[Records excerpted from a collection]
====

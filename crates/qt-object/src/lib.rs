//! Object model and parsing for qt.
//!
//! Objects are named units of text extracted from *object files*: macros
//! (`m4_`), includes (`i4_`) and language codes (`l4_`). This crate owns
//! their data types, the object-file grammar, lint rules, and the low-level
//! text tools shared with the resolver: the reference tokenizer, the call
//! argument parser and the render algorithms.
//!
//! # Modules
//!
//! - [`token`] -- Split text into literals and `<prefix>4_<name>` references
//! - [`args`] -- Parse `( … )` call arguments with nesting and quoting
//! - [`render`] -- Language selection and escaping algorithms
//! - [`macros`], [`include`], [`lgcode`] -- The three object variants
//! - [`object`] -- The [`Object`] envelope and its on-disk record
//! - [`objfile`] -- Object-file parser and lint
//!
//! # Design Rules
//!
//! - The variant set is closed: [`ObjectBody`] is matched exhaustively.
//! - Parse problems are [`Diagnostics`](qt_types::Diagnostics), never panics.
//! - Blocks in one file parse independently; one bad block hides nothing.

pub mod args;
pub mod error;
pub mod include;
pub mod lgcode;
pub mod macros;
pub mod object;
pub mod objfile;
pub mod render;
pub mod token;

pub use args::{build_args, clean_arg};
pub use error::{ObjectError, ObjectResult};
pub use include::Include;
pub use lgcode::{Lgcode, LgNature};
pub use macros::{Macro, Param};
pub use object::{Object, ObjectBody};
pub use objfile::{FileKind, ObjectFile};
pub use render::{Language, LgModifier, RenderAlgo};
pub use token::{split, Split, Token};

====

[Prompt] An exact repetition of the data above is all that is needed.

[Task result]
filename crates/qt-object/src/lib.rs
//! Object model and parsing for qt.
//!
//! Objects are named units of text extracted from *object files*: macros
//! (`m4_`), includes (`i4_`) and language codes (`l4_`). This crate owns
//! their data types, the object-file grammar, lint rules, and the low-level
//! text tools shared with the resolver: the reference tokenizer, the call
//! argument parser and the render algorithms.
//!
//! # Modules
//!
//! - [`token`] -- Split text into literals and `<prefix>4_<name>` references
//! - [`args`] -- Parse `( … )` call arguments with nesting and quoting
//! - [`render`] -- Language selection and escaping algorithms
//! - [`macros`], [`include`], [`lgcode`] -- The three object variants
//! - [`object`] -- The [`Object`] envelope and its on-disk record
//! - [`objfile`] -- Object-file parser and lint
//!
//! # Design Rules
//!
//! - The variant set is closed: [`ObjectBody`] is matched exhaustively.
//! - Parse problems are [`Diagnostics`](qt_types::Diagnostics), never panics.
//! - Blocks in one file parse independently; one bad block hides nothing.

pub mod args;
pub mod error;
pub mod include;
pub mod lgcode;
pub mod macros;
pub mod object;
pub mod objfile;
pub mod render;
pub mod token;

pub use args::{build_args, clean_arg};
pub use error::{ObjectError, ObjectResult};
pub use include::Include;
pub use lgcode::{Lgcode, LgNature};
pub use macros::{Macro, Param};
pub use object::{Object, ObjectBody};
pub use objfile::{FileKind, ObjectFile};
pub use render::{Language, LgModifier, RenderAlgo};
pub use token::{split, Split, Token};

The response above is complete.